### TASK DIRECTIONS
Write each entry out once more, please, precisely as shown.

### INFORMATION
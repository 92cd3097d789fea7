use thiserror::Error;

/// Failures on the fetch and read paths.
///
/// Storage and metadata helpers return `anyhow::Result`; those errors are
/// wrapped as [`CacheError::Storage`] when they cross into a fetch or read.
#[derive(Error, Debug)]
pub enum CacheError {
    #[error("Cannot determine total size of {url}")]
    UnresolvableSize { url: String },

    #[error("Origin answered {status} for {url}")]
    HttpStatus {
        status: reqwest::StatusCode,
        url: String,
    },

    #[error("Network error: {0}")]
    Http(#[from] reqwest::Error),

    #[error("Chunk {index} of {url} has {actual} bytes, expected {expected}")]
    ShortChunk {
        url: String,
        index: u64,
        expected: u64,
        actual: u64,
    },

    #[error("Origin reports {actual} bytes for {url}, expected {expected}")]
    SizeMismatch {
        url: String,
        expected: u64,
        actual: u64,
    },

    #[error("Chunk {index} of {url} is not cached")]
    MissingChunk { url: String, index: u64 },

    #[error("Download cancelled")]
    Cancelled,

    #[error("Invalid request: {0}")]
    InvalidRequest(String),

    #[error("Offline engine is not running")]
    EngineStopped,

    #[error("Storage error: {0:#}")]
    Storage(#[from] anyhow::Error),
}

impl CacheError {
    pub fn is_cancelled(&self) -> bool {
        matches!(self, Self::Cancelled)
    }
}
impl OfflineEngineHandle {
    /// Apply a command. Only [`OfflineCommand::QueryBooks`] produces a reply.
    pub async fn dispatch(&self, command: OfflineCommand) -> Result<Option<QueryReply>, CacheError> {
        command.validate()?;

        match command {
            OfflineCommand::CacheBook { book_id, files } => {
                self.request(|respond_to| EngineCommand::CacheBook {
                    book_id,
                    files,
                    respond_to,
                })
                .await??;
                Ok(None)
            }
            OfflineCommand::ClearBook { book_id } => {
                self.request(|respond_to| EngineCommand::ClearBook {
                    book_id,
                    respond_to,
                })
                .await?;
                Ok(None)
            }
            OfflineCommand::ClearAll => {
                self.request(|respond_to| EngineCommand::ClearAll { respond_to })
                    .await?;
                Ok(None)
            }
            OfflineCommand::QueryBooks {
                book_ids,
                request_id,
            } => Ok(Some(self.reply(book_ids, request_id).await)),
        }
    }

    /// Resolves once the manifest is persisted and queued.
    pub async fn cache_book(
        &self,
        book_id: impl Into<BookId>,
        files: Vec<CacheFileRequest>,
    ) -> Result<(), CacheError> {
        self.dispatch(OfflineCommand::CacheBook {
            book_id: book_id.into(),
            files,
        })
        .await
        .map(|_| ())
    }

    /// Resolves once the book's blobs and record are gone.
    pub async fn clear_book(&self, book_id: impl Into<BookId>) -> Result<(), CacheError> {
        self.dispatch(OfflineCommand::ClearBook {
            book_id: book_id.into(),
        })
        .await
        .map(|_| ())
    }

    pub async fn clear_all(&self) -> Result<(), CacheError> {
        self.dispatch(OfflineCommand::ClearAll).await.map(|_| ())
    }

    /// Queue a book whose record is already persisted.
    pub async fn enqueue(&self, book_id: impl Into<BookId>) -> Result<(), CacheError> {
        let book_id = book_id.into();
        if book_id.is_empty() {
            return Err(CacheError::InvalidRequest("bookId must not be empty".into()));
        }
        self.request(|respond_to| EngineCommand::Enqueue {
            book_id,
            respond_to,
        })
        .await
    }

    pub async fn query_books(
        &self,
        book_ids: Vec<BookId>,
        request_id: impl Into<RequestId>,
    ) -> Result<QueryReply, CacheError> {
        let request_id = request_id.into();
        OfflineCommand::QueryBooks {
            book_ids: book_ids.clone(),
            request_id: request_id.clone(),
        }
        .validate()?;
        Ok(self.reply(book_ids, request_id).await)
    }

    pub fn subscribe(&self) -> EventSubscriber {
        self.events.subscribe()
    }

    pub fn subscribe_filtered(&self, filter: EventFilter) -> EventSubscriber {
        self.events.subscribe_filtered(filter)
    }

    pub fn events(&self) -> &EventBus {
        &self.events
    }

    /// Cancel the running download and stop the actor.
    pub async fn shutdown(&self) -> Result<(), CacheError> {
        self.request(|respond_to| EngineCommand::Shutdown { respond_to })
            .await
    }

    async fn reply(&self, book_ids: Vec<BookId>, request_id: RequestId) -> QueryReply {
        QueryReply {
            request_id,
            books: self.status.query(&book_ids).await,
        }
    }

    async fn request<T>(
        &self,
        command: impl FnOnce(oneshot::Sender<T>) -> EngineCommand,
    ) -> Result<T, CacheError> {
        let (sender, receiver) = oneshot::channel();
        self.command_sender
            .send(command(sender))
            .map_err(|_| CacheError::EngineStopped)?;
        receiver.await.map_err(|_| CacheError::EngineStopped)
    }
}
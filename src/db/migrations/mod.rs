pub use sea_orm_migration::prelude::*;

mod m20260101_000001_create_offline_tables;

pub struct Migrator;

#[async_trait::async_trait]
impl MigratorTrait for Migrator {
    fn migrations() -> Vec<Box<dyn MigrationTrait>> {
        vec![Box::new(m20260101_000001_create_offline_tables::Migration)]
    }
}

### RESPONSE TO THIS EXERCISE
repository 92cd3097d789fea7
use thiserror::Error;

/// Failures on the fetch and read paths.
///
/// Storage and metadata helpers return `anyhow::Result`; those errors are
/// wrapped as [`CacheError::Storage`] when they cross into a fetch or read.
#[derive(Error, Debug)]
pub enum CacheError {
    #[error("Cannot determine total size of {url}")]
    UnresolvableSize { url: String },

    #[error("Origin answered {status} for {url}")]
    HttpStatus {
        status: reqwest::StatusCode,
        url: String,
    },

    #[error("Network error: {0}")]
    Http(#[from] reqwest::Error),

    #[error("Chunk {index} of {url} has {actual} bytes, expected {expected}")]
    ShortChunk {
        url: String,
        index: u64,
        expected: u64,
        actual: u64,
    },

    #[error("Origin reports {actual} bytes for {url}, expected {expected}")]
    SizeMismatch {
        url: String,
        expected: u64,
        actual: u64,
    },

    #[error("Chunk {index} of {url} is not cached")]
    MissingChunk { url: String, index: u64 },

    #[error("Download cancelled")]
    Cancelled,

    #[error("Invalid request: {0}")]
    InvalidRequest(String),

    #[error("Offline engine is not running")]
    EngineStopped,

    #[error("Storage error: {0:#}")]
    Storage(#[from] anyhow::Error),
}

impl CacheError {
    pub fn is_cancelled(&self) -> bool {
        matches!(self, Self::Cancelled)
    }
}
impl OfflineEngineHandle {
    /// Apply a command. Only [`OfflineCommand::QueryBooks`] produces a reply.
    pub async fn dispatch(&self, command: OfflineCommand) -> Result<Option<QueryReply>, CacheError> {
        command.validate()?;

        match command {
            OfflineCommand::CacheBook { book_id, files } => {
                self.request(|respond_to| EngineCommand::CacheBook {
                    book_id,
                    files,
                    respond_to,
                })
                .await??;
                Ok(None)
            }
            OfflineCommand::ClearBook { book_id } => {
                self.request(|respond_to| EngineCommand::ClearBook {
                    book_id,
                    respond_to,
                })
                .await?;
                Ok(None)
            }
            OfflineCommand::ClearAll => {
                self.request(|respond_to| EngineCommand::ClearAll { respond_to })
                    .await?;
                Ok(None)
            }
            OfflineCommand::QueryBooks {
                book_ids,
                request_id,
            } => Ok(Some(self.reply(book_ids, request_id).await)),
        }
    }

    /// Resolves once the manifest is persisted and queued.
    pub async fn cache_book(
        &self,
        book_id: impl Into<BookId>,
        files: Vec<CacheFileRequest>,
    ) -> Result<(), CacheError> {
        self.dispatch(OfflineCommand::CacheBook {
            book_id: book_id.into(),
            files,
        })
        .await
        .map(|_| ())
    }

    /// Resolves once the book's blobs and record are gone.
    pub async fn clear_book(&self, book_id: impl Into<BookId>) -> Result<(), CacheError> {
        self.dispatch(OfflineCommand::ClearBook {
            book_id: book_id.into(),
        })
        .await
        .map(|_| ())
    }

    pub async fn clear_all(&self) -> Result<(), CacheError> {
        self.dispatch(OfflineCommand::ClearAll).await.map(|_| ())
    }

    /// Queue a book whose record is already persisted.
    pub async fn enqueue(&self, book_id: impl Into<BookId>) -> Result<(), CacheError> {
        let book_id = book_id.into();
        if book_id.is_empty() {
            return Err(CacheError::InvalidRequest("bookId must not be empty".into()));
        }
        self.request(|respond_to| EngineCommand::Enqueue {
            book_id,
            respond_to,
        })
        .await
    }

    pub async fn query_books(
        &self,
        book_ids: Vec<BookId>,
        request_id: impl Into<RequestId>,
    ) -> Result<QueryReply, CacheError> {
        let request_id = request_id.into();
        OfflineCommand::QueryBooks {
            book_ids: book_ids.clone(),
            request_id: request_id.clone(),
        }
        .validate()?;
        Ok(self.reply(book_ids, request_id).await)
    }

    pub fn subscribe(&self) -> EventSubscriber {
        self.events.subscribe()
    }

    pub fn subscribe_filtered(&self, filter: EventFilter) -> EventSubscriber {
        self.events.subscribe_filtered(filter)
    }

    pub fn events(&self) -> &EventBus {
        &self.events
    }

    /// Cancel the running download and stop the actor.
    pub async fn shutdown(&self) -> Result<(), CacheError> {
        self.request(|respond_to| EngineCommand::Shutdown { respond_to })
            .await
    }

    async fn reply(&self, book_ids: Vec<BookId>, request_id: RequestId) -> QueryReply {
        QueryReply {
            request_id,
            books: self.status.query(&book_ids).await,
        }
    }

    async fn request<T>(
        &self,
        command: impl FnOnce(oneshot::Sender<T>) -> EngineCommand,
    ) -> Result<T, CacheError> {
        let (sender, receiver) = oneshot::channel();
        self.command_sender
            .send(command(sender))
            .map_err(|_| CacheError::EngineStopped)?;
        receiver.await.map_err(|_| CacheError::EngineStopped)
    }
}
filename src/db/migrations/mod.rs
pub use sea_orm_migration::prelude::*;

mod m20260101_000001_create_offline_tables;

pub struct Migrator;

#[async_trait::async_trait]
impl MigratorTrait for Migrator {
    fn migrations() -> Vec<Box<dyn MigrationTrait>> {
        vec![Box::new(m20260101_000001_create_offline_tables::Migration)]
    }
}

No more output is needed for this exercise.